第171回 桜の花が咲く音 〜オノマトペとは?〜
近所の名所の枝垂れ桜も満開になり、その薄紅色は例年以上にあざやさが増していました。
「桜はパッと咲き、ハラハラと散っていく」というと、潔くとか、世の無常とか、メリハリがあるとかいろいろと考えてしまいます。
これらの「パッ」とか「ハラハラ」とは擬態語といって、世界では日本語に使われることが一番多いそうです。その為に、より繊細な情報が相手に伝わり、それが日本特有の以心伝心になっていたのかもしれません。
フランス語でこのような言葉を「オノマトペ」というそうですが、私は最初それを日本語だと思っていましたが、なぜか日本の専門家は擬態語よりもその言葉を使っている方が多いようです。
「パッ」や「ハラハラ」を使わないで同じように表現することは、大変に難しいですが試しにそれらを使わないで前記の文章を表現してみました。
「桜は一瞬に開花し、その花はやがて次々とゆっくり舞いながら散っていく」
どちらの表現が分かり易いかというと、やはりオノマトペを使った方が一瞬でその情景が頭に浮かびます。
正確にはオノマトペとは擬態語と擬音語の総称で、擬態語は音のしないものの様子を表し、擬音語は動物の鳴き声や物が音を立てた時を表すようです。
日本に来た外国人が困ることのひとつに、病気をして病院での受診時に医者に自分の様態がうまく伝えられないということがあるそうです。仕事がらで会社のスタッフが外国人を連れて病院に行く時がありますが、英語で少しコミュニケーションができても微妙なところが難しいようです。
例えば、
「胃が時々シクシク痛くなる」
この場合キリキリでもムカムカでもないので、処方する薬が違うかもしれません。
さらにもう少し複雑になって、
「昨日の朝、頭がクラクラして目が回り、あまりフラフラするので横になりましたが、そのうちにズキズキするようになり今日は頭がガンガンして痛いのです。」という症状の場合に日本人であれば医者もすぐわかりますが、外国人だとかなり診断が難しいでしょう。
会社での事例を取り上げてみました。
「部下がへまをしたので注意したら、謝りながらも少し笑っていた」とします。
その部下の「笑い」が次のようであったのならどうでしょうか?
A. ニッコリ B. ニンマリ C. ニヤニヤ D. ヘラヘラ
次のように当てはめてみて下さい。
例えばAの場合、
「部下がへまをしたので注意したら、謝りながらも少しニッコリ笑っていた」
その時の予想される上司の反応をオノマトペで記してみました。
ニッコリ 失敗したことを素直に認めながらの照れ隠し
上司の反応 ニコニコ
ニンマリ 照れ隠しだが少し含みがある
上司の反応 ムッツリ
ニヤニヤ 誤っていても別の魂胆がありそう
上司の反応 イライラ
ヘラヘラ 口先だけで誤っているが又繰り返しそう
上司の反応 ワナワナ
同じ笑いでも幾つものオノマトペがあり、その種類は受け取る側の上司の気持ちにも左右されるのかもしれません。
食べる時のオノマトペは数多くあります。
ご飯やおかずを食べる時は、うまそうにパクパク、味はそっちのけでバクバク、腹が空きすぎてガツガツなどとすぐにわかります。

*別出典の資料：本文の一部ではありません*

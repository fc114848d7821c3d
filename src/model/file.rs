//! Resolved file references.

use std::path::{Path, PathBuf};

use chrono::{DateTime, Utc};
use smallvec::SmallVec;

/// Folder segments between a zone root and a file, almost always zero to
/// two deep.
pub type FolderSegments = SmallVec<[String; 4]>;

/// A file that has been resolved and validated against its declared
/// reference. Constructed by the file resolver (parse direction) or by the
/// caller (build direction); never mutated after construction, renames
/// produce a copy.
#[derive(Debug, Clone, PartialEq, Eq)]
pub struct IPFile {
    /// Absolute path on local storage.
    path: PathBuf,
    /// Explicit rename; when absent the on-disk basename is the logical name.
    rename: Option<String>,
    /// Folder segments relative to the owning zone's root, preserving
    /// subfolder layout across a rebuild.
    relative_folders: FolderSegments,
    checksum: Option<String>,
    checksum_algorithm: Option<String>,
    mimetype: Option<String>,
    size: Option<u64>,
    created: Option<DateTime<Utc>>,
}

impl IPFile {
    pub fn new(path: impl Into<PathBuf>) -> Self {
        Self {
            path: path.into(),
            rename: None,
            relative_folders: FolderSegments::new(),
            checksum: None,
            checksum_algorithm: None,
            mimetype: None,
            size: None,
            created: None,
        }
    }

    /// Copy-on-rename: same file, different logical name.
    pub fn with_file_name(mut self, name: impl Into<String>) -> Self {
        self.rename = Some(name.into());
        self
    }

    pub fn with_relative_folders(mut self, folders: impl Into<FolderSegments>) -> Self {
        self.relative_folders = folders.into();
        self
    }

    pub fn with_checksum(
        mut self,
        algorithm: impl Into<String>,
        digest: impl Into<String>,
    ) -> Self {
        self.checksum_algorithm = Some(algorithm.into());
        self.checksum = Some(digest.into());
        self
    }

    pub fn with_mimetype(mut self, mimetype: impl Into<String>) -> Self {
        self.mimetype = Some(mimetype.into());
        self
    }

    pub fn with_size(mut self, size: u64) -> Self {
        self.size = Some(size);
        self
    }

    pub fn with_created(mut self, created: DateTime<Utc>) -> Self {
        self.created = Some(created);
        self
    }

    pub fn path(&self) -> &Path {
        &self.path
    }

    /// Logical filename: the explicit rename if one was set, otherwise the
    /// on-disk basename.
    pub fn file_name(&self) -> String {
        match &self.rename {
            Some(name) => name.clone(),
            None => self
                .path
                .file_name()
                .map(|n| n.to_string_lossy().into_owned())
                .unwrap_or_default(),
        }
    }

    pub fn relative_folders(&self) -> &[String] {
        &self.relative_folders
    }

    pub fn checksum(&self) -> Option<&str> {
        self.checksum.as_deref()
    }

    pub fn checksum_algorithm(&self) -> Option<&str> {
        self.checksum_algorithm.as_deref()
    }

    pub fn mimetype(&self) -> Option<&str> {
        self.mimetype.as_deref()
    }

    pub fn size(&self) -> Option<u64> {
        self.size
    }

    pub fn created(&self) -> Option<DateTime<Utc>> {
        self.created
    }

    /// Zone-relative location: folder segments joined with the logical name.
    pub fn relative_path(&self) -> String {
        let mut out = String::new();
        for folder in &self.relative_folders {
            out.push_str(folder);
            out.push('/');
        }
        out.push_str(&self.file_name());
        out
    }
}

/// Folder segments of `file` relative to `zone_root`, excluding the filename
/// itself. Empty when the file sits directly in the zone root or outside it.
pub fn relative_folders(zone_root: &Path, file: &Path) -> FolderSegments {
    match file.parent().and_then(|p| p.strip_prefix(zone_root).ok()) {
        Some(rel) => rel
            .components()
            .map(|c| c.as_os_str().to_string_lossy().into_owned())
            .collect(),
        None => FolderSegments::new(),
    }
}

#[cfg(test)]
mod tests {
    use super::*;

    #[test]
    fn test_file_name_uses_rename_when_present() {
        let file = IPFile::new("/data/blob.bin");
        assert_eq!(file.file_name(), "blob.bin");
        let renamed = file.clone().with_file_name("object.bin");
        assert_eq!(renamed.file_name(), "object.bin");
        // the original is untouched
        assert_eq!(file.file_name(), "blob.bin");
    }

    #[test]
    fn test_relative_path_preserves_subfolders() {
        let file = IPFile::new("/somewhere/deep/report.pdf")
            .with_relative_folders(vec!["minutes".into(), "2024".into()]);
        assert_eq!(file.relative_path(), "minutes/2024/report.pdf");
    }

    #[test]
    fn test_relative_folders_helper() {
        let zone = Path::new("/ip/representations/rep1/data");
        let file = Path::new("/ip/representations/rep1/data/sub/a.txt");
        assert_eq!(relative_folders(zone, file).as_slice(), ["sub".to_string()]);

        let at_root = Path::new("/ip/representations/rep1/data/a.txt");
        assert!(relative_folders(zone, at_root).is_empty());

        let outside = Path::new("/elsewhere/a.txt");
        assert!(relative_folders(zone, outside).is_empty());
    }
}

その他にもムシャムシャ、モグモグ、モシャモシャ、サクサクなどがあり、サラサラはお茶漬けと決め打ちできそうです。
そばうどんは、ツルツル、スルスル、ズルズルは定番で、モソモソ食べる外国人には顔をしかめられますが、日本人には絶対欠かせない音です。
飲み物はゴクゴク、コクコク、ガブガブ、チューチュー、ズズーッで、犬猫の場合はペロペロ、ピチャピチャ、ペチャペチャですが、人間もたまにはそういう飲み方をする人がいます。
酒になるとキューッ、グビグビ、チビチビもありですが、ガブガブ飲み過ぎるとベロンベロンやグデングデンになるので気を付けなければなりません。
お菓子類はオノマトペによってどういう種類か想像してみるのも面白いでしょう。
カリカリ、ポリポリ、ボリボリ、ザクザク、サクサク、バリバリ、パリパリ
最近では外国人と接する機会が多いと思いますが、コミュニケーションが苦手といわれる日本人でもオノマトペを駆使すれば上手になるかもしれませんので、うまく使って国際親善に役立ててみるのも良いのではないでしょうか。